A single aspect of the otherwise bleh RocknRolla distinguishes writer-director Guy Ritchie’s latest attempt to take his mind off his home life as the soon-to-be-ex Mr. Madonna. The aspect in question is Tom Wilkinson. Terrific character actor, Wilkinson. He’s played so many Americans the last few years, in In the Bedroom and Michael Clayton and others, it’s a pleasure to hear him wrap that silky voice of his around the role of Lenny Cole, a high-living East End London lowlife.

He turns a tired archetype into a fresh creation. The rest of RocknRolla steals freely from Ritchie’s Lock, Stock and Two Smoking Barrels and Snatch, glossy, cooler-than-thou crime sprees designed for a brutish laugh or two. Gerard Butler is our alleged rooting interest, a petty crook named One Two who heads up a loose consortium of merry schemers nicknamed the Wild Bunch. A land-grab scheme having to do with pricey London real estate (pricey at the time of filming, anyway) leaves them in debt to Lenny (Wilkinson). Not for long, though. There are sniveling vicious Russians buying up everything in sight, and there is a precious painting, the whereabouts of which involves Lenny’s drug-addled stepson (Toby Kebbell, so good in the recent Control).

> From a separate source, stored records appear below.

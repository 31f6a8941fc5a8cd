use std::collections::BTreeMap;
use std::fmt;

use chrono::{DateTime, Utc};
use serde::{Deserialize, Serialize};
use uuid::Uuid;

use crate::constants::{SCORE_MAX, SCORE_MIN};
use crate::errors::SessionError;
use crate::models::Friend;

/// A validated 1-5 score assigned to one friend for one question.
#[derive(
    Debug, Clone, Copy, PartialEq, Eq, PartialOrd, Ord, Hash, Serialize, Deserialize,
)]
#[serde(try_from = "u8", into = "u8")]
pub struct Score(u8);

impl Score {
    pub const MIN: u8 = SCORE_MIN;
    pub const MAX: u8 = SCORE_MAX;

    /// Create a new Score, rejecting values outside `[1, 5]`.
    pub fn new(value: u8) -> Result<Self, SessionError> {
        if !(Self::MIN..=Self::MAX).contains(&value) {
            return Err(SessionError::InvalidScore { value });
        }
        Ok(Self(value))
    }

    /// Get the raw value.
    pub fn get(self) -> u8 {
        self.0
    }

    /// Whether this score earns the perfect badge for its trait.
    pub fn is_perfect(self) -> bool {
        self.0 == Self::MAX
    }
}

impl TryFrom<u8> for Score {
    type Error = SessionError;

    fn try_from(value: u8) -> Result<Self, Self::Error> {
        Self::new(value)
    }
}

impl From<Score> for u8 {
    fn from(score: Score) -> Self {
        score.0
    }
}

impl fmt::Display for Score {
    fn fmt(&self, f: &mut fmt::Formatter<'_>) -> fmt::Result {
        write!(f, "{}", self.0)
    }
}

/// Which game produced a rating.
#[derive(Debug, Clone, Copy, PartialEq, Eq, Hash, Serialize, Deserialize)]
#[serde(rename_all = "lowercase")]
pub enum EvaluationMode {
    Standard,
    Versus,
    Themed,
}

impl fmt::Display for EvaluationMode {
    fn fmt(&self, f: &mut fmt::Formatter<'_>) -> fmt::Result {
        let s = match self {
            EvaluationMode::Standard => "standard",
            EvaluationMode::Versus => "versus",
            EvaluationMode::Themed => "themed",
        };
        f.write_str(s)
    }
}

/// In-memory ratings for one evaluation run, keyed first by trait id and
/// then by friend id. A later write overwrites rather than accumulates.
///
/// Versus mode stores victory counts here, so values are raw `u8`, not
/// [`Score`]; standard and themed ratings are validated before recording.
#[derive(Debug, Clone, Default, PartialEq, Eq, Serialize, Deserialize)]
pub struct RatingsMatrix {
    scores: BTreeMap<String, BTreeMap<String, u8>>,
}

impl RatingsMatrix {
    pub fn new() -> Self {
        Self::default()
    }

    /// Record a score, overwriting any previous one for the pair.
    pub fn record(&mut self, trait_id: &str, friend_id: &str, score: u8) {
        self.scores
            .entry(trait_id.to_string())
            .or_default()
            .insert(friend_id.to_string(), score);
    }

    pub fn get(&self, trait_id: &str, friend_id: &str) -> Option<u8> {
        self.scores.get(trait_id)?.get(friend_id).copied()
    }

    /// Recorded score, or 0 when the pair was never rated.
    pub fn score_or_zero(&self, trait_id: &str, friend_id: &str) -> u8 {
        self.get(trait_id, friend_id).unwrap_or(0)
    }

    /// Whether a nonzero rating exists for the pair.
    pub fn is_rated(&self, trait_id: &str, friend_id: &str) -> bool {
        self.score_or_zero(trait_id, friend_id) > 0
    }

    /// Number of friends with a recorded score for a trait.
    pub fn rated_count(&self, trait_id: &str) -> usize {
        self.scores.get(trait_id).map(|m| m.len()).unwrap_or(0)
    }

    /// Trait ids with at least one recorded score, in sorted order.
    pub fn trait_ids(&self) -> impl Iterator<Item = &str> {
        self.scores.keys().map(String::as_str)
    }

    /// Drop all recorded scores.
    pub fn clear(&mut self) {
        self.scores.clear();
    }

    pub fn is_empty(&self) -> bool {
        self.scores.is_empty()
    }
}

/// One persisted rating event, as appended to the store.
/// Field names follow the hosted backend's existing `ratings` collection.
#[derive(Debug, Clone, PartialEq, Serialize, Deserialize)]
#[serde(rename_all = "camelCase")]
pub struct RatingRecord {
    pub id: String,
    pub user_id: String,
    pub trait_id: String,
    pub friend_id: String,
    pub score: u8,
    pub mode: EvaluationMode,
    pub timestamp: DateTime<Utc>,
}

impl RatingRecord {
    pub fn new(
        user_id: &str,
        trait_id: &str,
        friend_id: &str,
        score: u8,
        mode: EvaluationMode,
    ) -> Self {
        Self {
            id: Uuid::new_v4().to_string(),
            user_id: user_id.to_string(),
            trait_id: trait_id.to_string(),
            friend_id: friend_id.to_string(),
            score,
            mode,
            timestamp: Utc::now(),
        }
    }
}

/// A friend together with their full rating history.
#[derive(Debug, Clone, PartialEq, Serialize, Deserialize)]
pub struct FriendWithRatings {
    pub friend: Friend,
    pub ratings: Vec<RatingRecord>,
}

/// One persisted evaluation-session marker.
/// Field names follow the backend's `evaluationSessions` collection.
#[derive(Debug, Clone, PartialEq, Serialize, Deserialize)]
#[serde(rename_all = "camelCase")]
pub struct EvaluationSessionRecord {
    pub id: String,
    pub user_id: String,
    pub mode: EvaluationMode,
    pub friend_ids: Vec<String>,
    pub started_at: DateTime<Utc>,
}

impl EvaluationSessionRecord {
    pub fn new(user_id: &str, mode: EvaluationMode, friend_ids: Vec<String>) -> Self {
        Self {
            id: Uuid::new_v4().to_string(),
            user_id: user_id.to_string(),
            mode,
            friend_ids,
            started_at: Utc::now(),
        }
    }
}
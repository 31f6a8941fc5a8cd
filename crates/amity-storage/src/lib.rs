//! # amity-storage
//!
//! In-memory implementation of [`amity_core::traits::IQuizStore`]. The
//! hosted document backend stays behind the trait; this store backs tests
//! and offline use.

pub mod memory_store;

pub use memory_store::MemoryStore;
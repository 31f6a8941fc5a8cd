//! End-to-end flows for the three game-mode drivers against the
//! in-memory store.

use std::collections::HashMap;

use rand::rngs::StdRng;
use rand::SeedableRng;

use amity_core::catalog::TraitCatalog;
use amity_core::errors::{AmityError, StorageError};
use amity_core::models::{
    EvaluationSessionRecord, Friend, FriendWithRatings, RankingRecord, RatingRecord, Score,
};
use amity_core::traits::IQuizStore;
use amity_core::{AmityConfig, AmityResult};
use amity_engine::{
    DuelStep, QuestionnaireEngine, RunStatus, StepOutcome, ThemedEvaluation, ThemedStep,
    VersusDuel,
};
use amity_storage::MemoryStore;

fn init_tracing() {
    let _ = tracing_subscriber::fmt()
        .with_env_filter("amity=debug")
        .try_init();
}

#[test]
fn standard_run_produces_ranking_and_persists() {
    init_tracing();
    let catalog = TraitCatalog::default();
    let store = MemoryStore::new();
    let mut engine = QuestionnaireEngine::new(&catalog, &store, "user-1");

    let ana = engine.add_friend("Ana", None).unwrap();
    let bea = engine.add_friend("Bea", Some("avatars/bea.png")).unwrap();
    let caro = engine.add_friend("Caro", None).unwrap();
    assert_eq!(engine.status(), RunStatus::CollectingFriends);

    // Ana and Bea tie at 5 on every trait, Caro scores 3.
    let score_for: HashMap<String, u8> =
        HashMap::from([(ana.clone(), 5), (bea.clone(), 5), (caro.clone(), 3)]);

    let mut rng = StdRng::seed_from_u64(11);
    let mut prompt = engine.start(&mut rng).unwrap();
    assert_eq!(engine.status(), RunStatus::Rating);

    let mut answered = 0;
    loop {
        let score = Score::new(score_for[&prompt.friend_id]).unwrap();
        answered += 1;
        match engine.rate(score, &mut rng).unwrap() {
            StepOutcome::Prompt(next) => prompt = next,
            StepOutcome::Finished => break,
        }
    }

    // 3 friends × 5 traits.
    assert_eq!(answered, 15);
    assert_eq!(engine.status(), RunStatus::Finished);
    assert!(engine.progress().is_complete());

    let rankings = engine.final_rankings().unwrap();
    let order: Vec<_> = rankings.iter().map(|e| e.friend.as_str()).collect();
    assert_eq!(order, ["Ana", "Bea", "Caro"]);
    assert_eq!(rankings[0].average_score, "5.00");
    assert_eq!(rankings[1].rank, 2);

    // Ana takes best + perfect on all five traits; Bea perfect only.
    assert_eq!(rankings[0].badges.len(), 10);
    assert_eq!(rankings[1].badges.len(), 5);
    assert!(rankings[1].badges.iter().all(|b| b.is_perfect()));
    assert!(rankings[2].badges.is_empty());

    let history = store.ranking_history("user-1").unwrap();
    assert_eq!(history.len(), 1);
    assert_eq!(history[0].friend_count, 3);
    assert!((history[0].average_score - (5.0 + 5.0 + 3.0) / 3.0).abs() < 1e-9);
    assert_eq!(store.ratings_for_friend("user-1", &ana).unwrap().len(), 5);
}

/// Store whose final-ranking save always fails, everything else delegated.
struct OfflineRankingStore {
    inner: MemoryStore,
}

impl IQuizStore for OfflineRankingStore {
    fn add_friend(&self, user_id: &str, friend: &Friend) -> AmityResult<String> {
        self.inner.add_friend(user_id, friend)
    }
    fn friend_by_name(&self, user_id: &str, name: &str) -> AmityResult<Option<Friend>> {
        self.inner.friend_by_name(user_id, name)
    }
    fn friends(&self, user_id: &str) -> AmityResult<Vec<Friend>> {
        self.inner.friends(user_id)
    }
    fn friends_with_ratings(&self, user_id: &str) -> AmityResult<Vec<FriendWithRatings>> {
        self.inner.friends_with_ratings(user_id)
    }
    fn add_rating(&self, rating: &RatingRecord) -> AmityResult<()> {
        self.inner.add_rating(rating)
    }
    fn ratings_for_friend(&self, user_id: &str, friend_id: &str) -> AmityResult<Vec<RatingRecord>> {
        self.inner.ratings_for_friend(user_id, friend_id)
    }
    fn add_evaluation_session(&self, session: &EvaluationSessionRecord) -> AmityResult<String> {
        self.inner.add_evaluation_session(session)
    }
    fn save_final_ranking(&self, _record: &RankingRecord) -> AmityResult<String> {
        Err(StorageError::Backend {
            reason: "backend unavailable".to_string(),
        }
        .into())
    }
    fn ranking_history(&self, user_id: &str) -> AmityResult<Vec<RankingRecord>> {
        self.inner.ranking_history(user_id)
    }
}

#[test]
fn failed_save_surfaces_but_ranking_stays_readable() {
    init_tracing();
    let catalog = TraitCatalog::default();
    let store = OfflineRankingStore {
        inner: MemoryStore::new(),
    };
    let mut engine = QuestionnaireEngine::new(&catalog, &store, "user-1");
    engine.add_friend("Ana", None).unwrap();

    let mut rng = StdRng::seed_from_u64(3);
    engine.start(&mut rng).unwrap();

    let error = loop {
        match engine.rate(Score::new(4).unwrap(), &mut rng) {
            Ok(StepOutcome::Prompt(_)) => continue,
            Ok(StepOutcome::Finished) => panic!("save should have failed"),
            Err(e) => break e,
        }
    };
    assert!(matches!(
        error,
        AmityError::Storage(StorageError::Backend { .. })
    ));

    // The computed ranking survives the failed save.
    let rankings = engine.final_rankings().unwrap();
    assert_eq!(rankings.len(), 1);
    assert_eq!(rankings[0].average_score, "4.00");
}

#[test]
fn rate_without_active_prompt_is_an_error() {
    let catalog = TraitCatalog::default();
    let store = MemoryStore::new();
    let mut engine = QuestionnaireEngine::new(&catalog, &store, "user-1");
    engine.add_friend("Ana", None).unwrap();

    let mut rng = StdRng::seed_from_u64(5);
    assert!(engine.rate(Score::new(3).unwrap(), &mut rng).is_err());
}

#[test]
fn start_requires_friends() {
    let catalog = TraitCatalog::default();
    let store = MemoryStore::new();
    let mut engine = QuestionnaireEngine::new(&catalog, &store, "user-1");
    let mut rng = StdRng::seed_from_u64(5);
    assert!(engine.start(&mut rng).is_err());
}

#[test]
fn versus_duel_counts_victories_and_crowns_a_winner() {
    init_tracing();
    let catalog = TraitCatalog::default();
    let store = MemoryStore::new();
    let config = AmityConfig::default();
    let mut duel = VersusDuel::new(&catalog, &store, "user-1", &config);

    let ana = duel.enroll("Ana", None).unwrap();
    let bea = duel.enroll("Bea", None).unwrap();
    assert!(duel.enroll("Caro", None).is_err());

    let first = duel.start().unwrap();
    assert!(!first.prompt.is_empty());

    // Ana wins every prompt: 3 per trait across 5 traits.
    let mut picks = 0;
    loop {
        picks += 1;
        match duel.pick_winner(&ana).unwrap() {
            DuelStep::Prompt(_) => continue,
            DuelStep::Finished => break,
        }
    }
    assert_eq!(picks, 15);

    let summary = duel.summary().unwrap();
    assert_eq!(summary.overall_winner.as_deref(), Some(ana.as_str()));
    assert_eq!(summary.totals[&ana], 15);
    assert_eq!(summary.totals[&bea], 0);
    assert_eq!(summary.per_trait.len(), 5);

    // One victory-count record per friend per trait.
    assert_eq!(store.ratings_for_friend("user-1", &ana).unwrap().len(), 5);
    assert_eq!(store.ratings_for_friend("user-1", &bea).unwrap().len(), 5);
}

#[test]
fn versus_enroll_reuses_known_friends() {
    let catalog = TraitCatalog::default();
    let store = MemoryStore::new();
    let existing = Friend::new("Ana").unwrap();
    store.add_friend("user-1", &existing).unwrap();

    let config = AmityConfig::default();
    let mut duel = VersusDuel::new(&catalog, &store, "user-1", &config);
    let id = duel.enroll("  ana ", None).unwrap();
    assert_eq!(id, existing.id);
    // No second copy was persisted.
    assert_eq!(store.friends("user-1").unwrap().len(), 1);
}

#[test]
fn themed_round_advances_only_when_all_friends_rated() {
    init_tracing();
    let catalog = TraitCatalog::default();
    let loyalty = catalog.get("loyalty").unwrap();
    let store = MemoryStore::new();
    let mut eval = ThemedEvaluation::new(loyalty, &store, "user-1");

    let ana = eval.add_friend("Ana", None).unwrap();
    let bea = eval.add_friend("Bea", None).unwrap();

    let first = eval.start().unwrap();
    assert!(!first.contains("{friend}"));

    let total = eval.total_questions();
    assert_eq!(total, 3);
    for question in 0..total {
        let step = eval.rate_friend(&ana, Score::new(5).unwrap()).unwrap();
        assert_eq!(step, ThemedStep::AwaitingRatings);

        let bea_score = if question + 1 == total { 2 } else { 4 };
        let step = eval
            .rate_friend(&bea, Score::new(bea_score).unwrap())
            .unwrap();
        if question + 1 < total {
            assert!(matches!(step, ThemedStep::NextQuestion(_)));
        } else {
            assert_eq!(step, ThemedStep::Finished);
        }
    }

    let standings = eval.standings().unwrap();
    assert_eq!(standings[0].friend, "Ana");
    assert_eq!(standings[0].score, 5);
    // Bea's final score is the last one recorded.
    assert_eq!(standings[1].score, 2);
}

Ritchie, who shoots and cuts everything in RocknRolla like an ad for a particularly greasy brand of fragrance for men, delivers the beatings and killings in his trademark atmosphere of morally weightless flash. The film will have its defenders. I like my crime stories to say something more than “Cool way to torture somebody, eh?” and I’d rather rewatch Ritchie’s remake of Swept Away starring the soon-to-be ex than have another go-around with these wiseguys, scheduled to return in a sequel.